Task item
Give back each entry verbatim.

┌─ Information provided

use std::{
    collections::HashMap,
    io::{self, Read, Write},
    net::{SocketAddr, TcpListener, TcpStream},
    sync::{
        atomic::{AtomicBool, Ordering},
        Arc, Mutex,
    },
    thread,
    time::Duration,
};

use native_protocol::{command::Command, errors::NativeError, frame::Frame, Serializable};

type Hashes = Arc<Mutex<HashMap<String, HashMap<String, String>>>>;

#[derive(Debug)]
pub enum RequestError {
    InvalidFrame(NativeError),
    InvalidCommand(NativeError),
}

/// Decodes the first complete request in `bytes`, returning it together with
/// the number of bytes it used, or `None` if more bytes are needed.
pub fn handle_client_request(bytes: &[u8]) -> Result<Option<(Command, usize)>, RequestError> {
    let Some((frame, used)) = Frame::parse(bytes).map_err(RequestError::InvalidFrame)? else {
        return Ok(None);
    };
    let command = Command::from_frame(frame).map_err(RequestError::InvalidCommand)?;
    Ok(Some((command, used)))
}

/// Applies a command to the in-memory hashes and builds the reply.
pub fn apply(command: Command, hashes: &mut HashMap<String, HashMap<String, String>>) -> Frame {
    match command {
        Command::Ping => Frame::Simple("PONG".to_string()),
        Command::HGet { key, field } => Frame::Bulk(
            hashes
                .get(&key)
                .and_then(|hash| hash.get(&field))
                .map(|value| value.as_bytes().to_vec()),
        ),
        Command::HSet { key, field, value } => {
            let previous = hashes.entry(key).or_default().insert(field, value);
            Frame::Integer(if previous.is_none() { 1 } else { 0 })
        }
        Command::HGetAll { key } => {
            let items: Vec<Frame> = hashes
                .get(&key)
                .map(|hash| {
                    hash.iter()
                        .flat_map(|(field, value)| [Frame::bulk(field), Frame::bulk(value)])
                        .collect()
                })
                .unwrap_or_default();
            Frame::Array(Some(items))
        }
    }
}

/// A small key-value server keeping its hashes in memory. It understands the
/// commands in `native_protocol::command` and is used to exercise the client
/// without an external server.
pub struct MemoryServer {
    addr: SocketAddr,
    running: Arc<AtomicBool>,
}

impl MemoryServer {
    /// Binds a loopback port and serves every connection on its own thread.
    pub fn spawn() -> io::Result<Self> {
        let listener = TcpListener::bind("127.0.0.1:0")?;
        let addr = listener.local_addr()?;
        listener.set_nonblocking(true)?;

        let running = Arc::new(AtomicBool::new(true));
        let hashes: Hashes = Arc::new(Mutex::new(HashMap::new()));

        let accept_running = Arc::clone(&running);
        thread::Builder::new()
            .name("memory-server".to_string())
            .spawn(move || {
                while accept_running.load(Ordering::SeqCst) {
                    match listener.accept() {
                        Ok((stream, _)) => {
                            let hashes = Arc::clone(&hashes);
                            thread::spawn(move || serve(stream, hashes));
                        }
                        Err(e) if e.kind() == io::ErrorKind::WouldBlock => {
                            thread::sleep(Duration::from_millis(10));
                        }
                        Err(_) => break,
                    }
                }
            })?;

        Ok(Self { addr, running })
    }

    pub fn addr(&self) -> SocketAddr {
        self.addr
    }
}

impl Drop for MemoryServer {
    fn drop(&mut self) {
        self.running.store(false, Ordering::SeqCst);
    }
}

fn serve(mut stream: TcpStream, hashes: Hashes) {
    if stream.set_nonblocking(false).is_err() {
        return;
    }
    let mut buffer = Vec::new();
    let mut chunk = [0u8; 4096];

    loop {
        match handle_client_request(&buffer) {
            Ok(Some((command, used))) => {
                buffer.drain(..used);
                let reply = match hashes.lock() {
                    Ok(mut hashes) => apply(command, &mut hashes),
                    Err(_) => Frame::Error("ERR storage poisoned".to_string()),
                };
                let Ok(bytes) = reply.to_bytes() else {
                    return;
                };
                if stream.write_all(&bytes).is_err() {
                    return;
                }
                continue;
            }
            Ok(None) => {}
            Err(e) => {
                let reply = Frame::Error(format!("ERR {:?}", e).replace(['\r', '\n'], " "));
                if let Ok(bytes) = reply.to_bytes() {
                    let _ = stream.write_all(&bytes);
                }
                return;
            }
        }

        match stream.read(&mut chunk) {
            Ok(0) | Err(_) => return,
            Ok(read) => buffer.extend_from_slice(&chunk[..read]),
        }
    }
}

#[cfg(test)]
mod tests {
    use super::*;

    #[test]
    fn request_needs_complete_frame() {
        let result = handle_client_request(b"*1\r\n$4\r\nPI").unwrap();

        assert!(result.is_none());
    }

    #[test]
    fn request_is_decoded_with_used_bytes() {
        let bytes = Command::Ping.to_bytes().unwrap();
        let (command, used) = handle_client_request(&bytes).unwrap().unwrap();

        assert_eq!(command, Command::Ping);
        assert_eq!(used, bytes.len());
    }

    #[test]
    fn unknown_command_is_rejected() {
        let bytes = Frame::Array(Some(vec![Frame::bulk("FLUSHALL")]))
            .to_bytes()
            .unwrap();

        assert!(matches!(
            handle_client_request(&bytes),
            Err(RequestError::InvalidCommand(_))
        ));
    }

    #[test]
    fn apply_hset_reports_new_fields() {
        let mut hashes = HashMap::new();
        let set = |value: &str| Command::HSet {
            key: "routes".to_string(),
            field: "FV777".to_string(),
            value: value.to_string(),
        };

        assert_eq!(apply(set("a"), &mut hashes), Frame::Integer(1));
        assert_eq!(apply(set("b"), &mut hashes), Frame::Integer(0));
        assert_eq!(hashes["routes"]["FV777"], "b");
    }

    #[test]
    fn apply_hget_missing_is_null() {
        let mut hashes = HashMap::new();
        let get = Command::HGet {
            key: "routes".to_string(),
            field: "X".to_string(),
        };

        assert_eq!(apply(get, &mut hashes), Frame::Bulk(None));
    }
}
use errors::NativeError;

pub mod command;
pub mod errors;
pub mod frame;

pub trait Serializable {
    fn to_bytes(&self) -> std::result::Result<Vec<u8>, NativeError>;

    fn from_bytes(bytes: &[u8]) -> std::result::Result<Self, NativeError>
    where
        Self: Sized;
}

└─

Finished task
use std::{
    collections::HashMap,
    io::{self, Read, Write},
    net::{SocketAddr, TcpListener, TcpStream},
    sync::{
        atomic::{AtomicBool, Ordering},
        Arc, Mutex,
    },
    thread,
    time::Duration,
};

use native_protocol::{command::Command, errors::NativeError, frame::Frame, Serializable};

type Hashes = Arc<Mutex<HashMap<String, HashMap<String, String>>>>;

#[derive(Debug)]
pub enum RequestError {
    InvalidFrame(NativeError),
    InvalidCommand(NativeError),
}

/// Decodes the first complete request in `bytes`, returning it together with
/// the number of bytes it used, or `None` if more bytes are needed.
pub fn handle_client_request(bytes: &[u8]) -> Result<Option<(Command, usize)>, RequestError> {
    let Some((frame, used)) = Frame::parse(bytes).map_err(RequestError::InvalidFrame)? else {
        return Ok(None);
    };
    let command = Command::from_frame(frame).map_err(RequestError::InvalidCommand)?;
    Ok(Some((command, used)))
}

/// Applies a command to the in-memory hashes and builds the reply.
pub fn apply(command: Command, hashes: &mut HashMap<String, HashMap<String, String>>) -> Frame {
    match command {
        Command::Ping => Frame::Simple("PONG".to_string()),
        Command::HGet { key, field } => Frame::Bulk(
            hashes
                .get(&key)
                .and_then(|hash| hash.get(&field))
                .map(|value| value.as_bytes().to_vec()),
        ),
        Command::HSet { key, field, value } => {
            let previous = hashes.entry(key).or_default().insert(field, value);
            Frame::Integer(if previous.is_none() { 1 } else { 0 })
        }
        Command::HGetAll { key } => {
            let items: Vec<Frame> = hashes
                .get(&key)
                .map(|hash| {
                    hash.iter()
                        .flat_map(|(field, value)| [Frame::bulk(field), Frame::bulk(value)])
                        .collect()
                })
                .unwrap_or_default();
            Frame::Array(Some(items))
        }
    }
}

/// A small key-value server keeping its hashes in memory. It understands the
/// commands in `native_protocol::command` and is used to exercise the client
/// without an external server.
pub struct MemoryServer {
    addr: SocketAddr,
    running: Arc<AtomicBool>,
}

impl MemoryServer {
    /// Binds a loopback port and serves every connection on its own thread.
    pub fn spawn() -> io::Result<Self> {
        let listener = TcpListener::bind("127.0.0.1:0")?;
        let addr = listener.local_addr()?;
        listener.set_nonblocking(true)?;

        let running = Arc::new(AtomicBool::new(true));
        let hashes: Hashes = Arc::new(Mutex::new(HashMap::new()));

        let accept_running = Arc::clone(&running);
        thread::Builder::new()
            .name("memory-server".to_string())
            .spawn(move || {
                while accept_running.load(Ordering::SeqCst) {
                    match listener.accept() {
                        Ok((stream, _)) => {
                            let hashes = Arc::clone(&hashes);
                            thread::spawn(move || serve(stream, hashes));
                        }
                        Err(e) if e.kind() == io::ErrorKind::WouldBlock => {
                            thread::sleep(Duration::from_millis(10));
                        }
                        Err(_) => break,
                    }
                }
            })?;

        Ok(Self { addr, running })
    }

    pub fn addr(&self) -> SocketAddr {
        self.addr
    }
}

impl Drop for MemoryServer {
    fn drop(&mut self) {
        self.running.store(false, Ordering::SeqCst);
    }
}

fn serve(mut stream: TcpStream, hashes: Hashes) {
    if stream.set_nonblocking(false).is_err() {
        return;
    }
    let mut buffer = Vec::new();
    let mut chunk = [0u8; 4096];

    loop {
        match handle_client_request(&buffer) {
            Ok(Some((command, used))) => {
                buffer.drain(..used);
                let reply = match hashes.lock() {
                    Ok(mut hashes) => apply(command, &mut hashes),
                    Err(_) => Frame::Error("ERR storage poisoned".to_string()),
                };
                let Ok(bytes) = reply.to_bytes() else {
                    return;
                };
                if stream.write_all(&bytes).is_err() {
                    return;
                }
                continue;
            }
            Ok(None) => {}
            Err(e) => {
                let reply = Frame::Error(format!("ERR {:?}", e).replace(['\r', '\n'], " "));
                if let Ok(bytes) = reply.to_bytes() {
                    let _ = stream.write_all(&bytes);
                }
                return;
            }
        }

        match stream.read(&mut chunk) {
            Ok(0) | Err(_) => return,
            Ok(read) => buffer.extend_from_slice(&chunk[..read]),
        }
    }
}

#[cfg(test)]
mod tests {
    use super::*;

    #[test]
    fn request_needs_complete_frame() {
        let result = handle_client_request(b"*1\r\n$4\r\nPI").unwrap();

        assert!(result.is_none());
    }

    #[test]
    fn request_is_decoded_with_used_bytes() {
        let bytes = Command::Ping.to_bytes().unwrap();
        let (command, used) = handle_client_request(&bytes).unwrap().unwrap();

        assert_eq!(command, Command::Ping);
        assert_eq!(used, bytes.len());
    }

    #[test]
    fn unknown_command_is_rejected() {
        let bytes = Frame::Array(Some(vec![Frame::bulk("FLUSHALL")]))
            .to_bytes()
            .unwrap();

        assert!(matches!(
            handle_client_request(&bytes),
            Err(RequestError::InvalidCommand(_))
        ));
    }

    #[test]
    fn apply_hset_reports_new_fields() {
        let mut hashes = HashMap::new();
        let set = |value: &str| Command::HSet {
            key: "routes".to_string(),
            field: "FV777".to_string(),
            value: value.to_string(),
        };

        assert_eq!(apply(set("a"), &mut hashes), Frame::Integer(1));
        assert_eq!(apply(set("b"), &mut hashes), Frame::Integer(0));
        assert_eq!(hashes["routes"]["FV777"], "b");
    }

    #[test]
    fn apply_hget_missing_is_null() {
        let mut hashes = HashMap::new();
        let get = Command::HGet {
            key: "routes".to_string(),
            field: "X".to_string(),
        };

        assert_eq!(apply(get, &mut hashes), Frame::Bulk(None));
    }
}
use errors::NativeError;

pub mod command;
pub mod errors;
pub mod frame;

pub trait Serializable {
    fn to_bytes(&self) -> std::result::Result<Vec<u8>, NativeError>;

    fn from_bytes(bytes: &[u8]) -> std::result::Result<Self, NativeError>
    where
        Self: Sized;
}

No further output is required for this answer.